SUPPLIED RECORDS:
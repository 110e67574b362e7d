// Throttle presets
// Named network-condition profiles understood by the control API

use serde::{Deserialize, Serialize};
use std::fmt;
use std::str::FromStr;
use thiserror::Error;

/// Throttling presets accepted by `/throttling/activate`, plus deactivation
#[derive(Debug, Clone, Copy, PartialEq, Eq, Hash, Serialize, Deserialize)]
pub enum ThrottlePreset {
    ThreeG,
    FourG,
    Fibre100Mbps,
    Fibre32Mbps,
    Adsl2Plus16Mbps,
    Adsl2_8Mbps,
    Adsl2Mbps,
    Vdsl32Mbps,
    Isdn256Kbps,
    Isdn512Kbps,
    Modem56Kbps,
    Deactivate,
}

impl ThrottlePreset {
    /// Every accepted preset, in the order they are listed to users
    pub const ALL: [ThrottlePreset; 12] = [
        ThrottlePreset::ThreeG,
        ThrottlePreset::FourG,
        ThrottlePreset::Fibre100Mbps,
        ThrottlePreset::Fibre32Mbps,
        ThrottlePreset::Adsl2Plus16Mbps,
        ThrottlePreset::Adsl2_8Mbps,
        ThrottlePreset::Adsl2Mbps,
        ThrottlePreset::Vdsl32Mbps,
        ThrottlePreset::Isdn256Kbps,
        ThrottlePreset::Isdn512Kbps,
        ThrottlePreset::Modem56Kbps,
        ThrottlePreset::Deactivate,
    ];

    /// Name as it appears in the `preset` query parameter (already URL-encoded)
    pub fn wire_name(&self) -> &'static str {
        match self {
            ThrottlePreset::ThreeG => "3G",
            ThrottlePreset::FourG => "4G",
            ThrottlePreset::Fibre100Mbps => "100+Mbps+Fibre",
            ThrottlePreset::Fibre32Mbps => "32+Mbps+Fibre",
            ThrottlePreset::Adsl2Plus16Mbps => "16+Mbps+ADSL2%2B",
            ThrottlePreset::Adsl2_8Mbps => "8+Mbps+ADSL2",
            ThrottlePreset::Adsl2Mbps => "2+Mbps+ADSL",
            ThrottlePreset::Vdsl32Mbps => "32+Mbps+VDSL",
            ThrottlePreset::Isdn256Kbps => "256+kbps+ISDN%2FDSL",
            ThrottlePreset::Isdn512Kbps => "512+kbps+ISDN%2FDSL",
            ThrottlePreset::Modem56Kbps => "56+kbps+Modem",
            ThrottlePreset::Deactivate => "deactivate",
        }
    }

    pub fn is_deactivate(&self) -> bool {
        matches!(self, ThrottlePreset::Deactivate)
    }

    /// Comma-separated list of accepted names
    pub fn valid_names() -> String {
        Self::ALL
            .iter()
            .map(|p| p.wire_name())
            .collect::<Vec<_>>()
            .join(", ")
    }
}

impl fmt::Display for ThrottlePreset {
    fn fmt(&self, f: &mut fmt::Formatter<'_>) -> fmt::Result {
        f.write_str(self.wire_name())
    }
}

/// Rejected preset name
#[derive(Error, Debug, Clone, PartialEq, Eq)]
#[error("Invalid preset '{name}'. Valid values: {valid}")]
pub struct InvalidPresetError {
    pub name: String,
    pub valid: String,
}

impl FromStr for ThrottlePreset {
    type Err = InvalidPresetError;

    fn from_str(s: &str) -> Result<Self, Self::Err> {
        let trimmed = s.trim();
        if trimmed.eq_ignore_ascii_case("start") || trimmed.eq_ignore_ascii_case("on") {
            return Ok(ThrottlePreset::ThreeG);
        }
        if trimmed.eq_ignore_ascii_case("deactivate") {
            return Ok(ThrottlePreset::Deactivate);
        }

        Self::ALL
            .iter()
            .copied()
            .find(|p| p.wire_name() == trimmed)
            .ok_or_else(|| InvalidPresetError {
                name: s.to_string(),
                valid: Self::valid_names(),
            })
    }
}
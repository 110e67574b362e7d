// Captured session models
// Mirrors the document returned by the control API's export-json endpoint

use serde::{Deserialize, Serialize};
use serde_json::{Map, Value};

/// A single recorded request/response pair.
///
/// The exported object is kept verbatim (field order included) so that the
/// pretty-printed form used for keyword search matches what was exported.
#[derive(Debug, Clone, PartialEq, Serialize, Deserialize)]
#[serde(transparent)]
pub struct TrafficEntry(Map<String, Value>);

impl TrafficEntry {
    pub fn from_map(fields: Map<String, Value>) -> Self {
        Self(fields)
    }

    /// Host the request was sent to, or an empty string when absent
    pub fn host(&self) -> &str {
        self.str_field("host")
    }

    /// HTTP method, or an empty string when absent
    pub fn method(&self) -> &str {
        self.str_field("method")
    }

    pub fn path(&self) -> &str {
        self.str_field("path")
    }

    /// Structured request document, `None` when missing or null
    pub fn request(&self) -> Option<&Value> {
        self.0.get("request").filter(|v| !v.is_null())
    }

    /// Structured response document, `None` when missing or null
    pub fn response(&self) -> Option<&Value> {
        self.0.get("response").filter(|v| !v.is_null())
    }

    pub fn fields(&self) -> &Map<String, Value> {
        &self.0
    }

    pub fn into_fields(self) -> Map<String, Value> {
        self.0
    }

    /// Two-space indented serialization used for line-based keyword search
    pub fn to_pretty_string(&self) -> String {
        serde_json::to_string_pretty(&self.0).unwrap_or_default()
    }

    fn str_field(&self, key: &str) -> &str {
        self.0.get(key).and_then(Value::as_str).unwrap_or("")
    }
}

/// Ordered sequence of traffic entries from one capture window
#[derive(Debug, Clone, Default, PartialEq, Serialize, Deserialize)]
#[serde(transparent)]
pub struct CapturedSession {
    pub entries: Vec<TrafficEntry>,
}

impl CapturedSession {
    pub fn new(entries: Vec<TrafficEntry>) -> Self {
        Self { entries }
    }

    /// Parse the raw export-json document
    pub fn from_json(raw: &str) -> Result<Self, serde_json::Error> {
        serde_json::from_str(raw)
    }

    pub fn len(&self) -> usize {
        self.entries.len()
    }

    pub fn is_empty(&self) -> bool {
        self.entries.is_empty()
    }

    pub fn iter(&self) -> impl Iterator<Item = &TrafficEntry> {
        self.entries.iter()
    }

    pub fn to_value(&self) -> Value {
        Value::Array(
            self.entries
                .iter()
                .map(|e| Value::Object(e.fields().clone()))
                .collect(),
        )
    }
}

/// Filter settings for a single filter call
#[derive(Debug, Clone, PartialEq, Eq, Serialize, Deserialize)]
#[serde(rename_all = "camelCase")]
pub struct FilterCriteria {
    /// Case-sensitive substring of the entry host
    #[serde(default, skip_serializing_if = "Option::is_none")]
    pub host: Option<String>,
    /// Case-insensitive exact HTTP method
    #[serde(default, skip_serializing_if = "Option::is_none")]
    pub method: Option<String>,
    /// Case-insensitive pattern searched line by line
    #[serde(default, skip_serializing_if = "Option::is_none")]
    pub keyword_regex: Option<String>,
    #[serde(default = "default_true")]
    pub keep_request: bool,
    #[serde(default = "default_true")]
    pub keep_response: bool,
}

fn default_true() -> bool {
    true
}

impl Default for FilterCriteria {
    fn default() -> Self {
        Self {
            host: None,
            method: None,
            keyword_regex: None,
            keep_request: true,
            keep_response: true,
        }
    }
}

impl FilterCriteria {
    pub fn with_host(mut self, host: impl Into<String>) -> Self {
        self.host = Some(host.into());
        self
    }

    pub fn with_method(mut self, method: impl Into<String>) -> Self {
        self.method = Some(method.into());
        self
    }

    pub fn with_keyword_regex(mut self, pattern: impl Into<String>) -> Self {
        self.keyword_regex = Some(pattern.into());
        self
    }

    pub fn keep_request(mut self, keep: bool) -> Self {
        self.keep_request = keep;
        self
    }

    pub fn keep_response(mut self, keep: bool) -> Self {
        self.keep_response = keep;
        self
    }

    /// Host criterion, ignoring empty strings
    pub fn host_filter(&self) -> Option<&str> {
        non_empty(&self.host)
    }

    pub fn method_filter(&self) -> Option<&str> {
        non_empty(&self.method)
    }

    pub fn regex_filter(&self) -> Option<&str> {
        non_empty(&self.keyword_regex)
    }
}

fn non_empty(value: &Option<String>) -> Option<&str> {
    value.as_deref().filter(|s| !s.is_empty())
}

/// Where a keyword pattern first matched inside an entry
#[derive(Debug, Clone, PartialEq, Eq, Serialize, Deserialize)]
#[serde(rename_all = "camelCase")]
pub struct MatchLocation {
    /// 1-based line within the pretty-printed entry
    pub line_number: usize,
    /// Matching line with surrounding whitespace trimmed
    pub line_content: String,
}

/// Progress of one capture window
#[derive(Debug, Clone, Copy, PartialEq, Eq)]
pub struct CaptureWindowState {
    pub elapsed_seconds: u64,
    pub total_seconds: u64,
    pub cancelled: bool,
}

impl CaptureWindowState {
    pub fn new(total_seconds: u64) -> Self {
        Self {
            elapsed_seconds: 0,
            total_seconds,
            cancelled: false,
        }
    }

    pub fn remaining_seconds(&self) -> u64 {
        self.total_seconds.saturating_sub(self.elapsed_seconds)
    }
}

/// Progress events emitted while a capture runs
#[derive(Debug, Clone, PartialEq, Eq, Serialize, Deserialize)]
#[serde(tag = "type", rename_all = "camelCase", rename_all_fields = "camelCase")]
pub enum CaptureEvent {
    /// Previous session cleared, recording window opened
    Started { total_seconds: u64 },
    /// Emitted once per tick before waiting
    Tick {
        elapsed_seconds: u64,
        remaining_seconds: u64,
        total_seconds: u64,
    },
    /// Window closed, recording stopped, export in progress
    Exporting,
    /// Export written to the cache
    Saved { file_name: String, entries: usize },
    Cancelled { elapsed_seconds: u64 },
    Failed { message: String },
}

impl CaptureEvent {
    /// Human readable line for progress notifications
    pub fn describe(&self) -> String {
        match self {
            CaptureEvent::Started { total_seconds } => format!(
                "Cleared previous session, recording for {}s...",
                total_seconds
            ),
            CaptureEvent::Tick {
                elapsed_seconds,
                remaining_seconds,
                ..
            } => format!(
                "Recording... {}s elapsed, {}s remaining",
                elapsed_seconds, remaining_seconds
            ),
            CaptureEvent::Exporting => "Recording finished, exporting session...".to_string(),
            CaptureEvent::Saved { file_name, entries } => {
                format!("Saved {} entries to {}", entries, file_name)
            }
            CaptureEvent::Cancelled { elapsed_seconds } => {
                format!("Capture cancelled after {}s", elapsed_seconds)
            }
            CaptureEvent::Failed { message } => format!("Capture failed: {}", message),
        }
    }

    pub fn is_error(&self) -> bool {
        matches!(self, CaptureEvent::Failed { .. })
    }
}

WORK TO BE COMPLETED: Filter the records above down to the lines containing "insensitive".

RESPONSE AREA:
    /// Case-insensitive exact HTTP method
    /// Case-insensitive pattern searched line by line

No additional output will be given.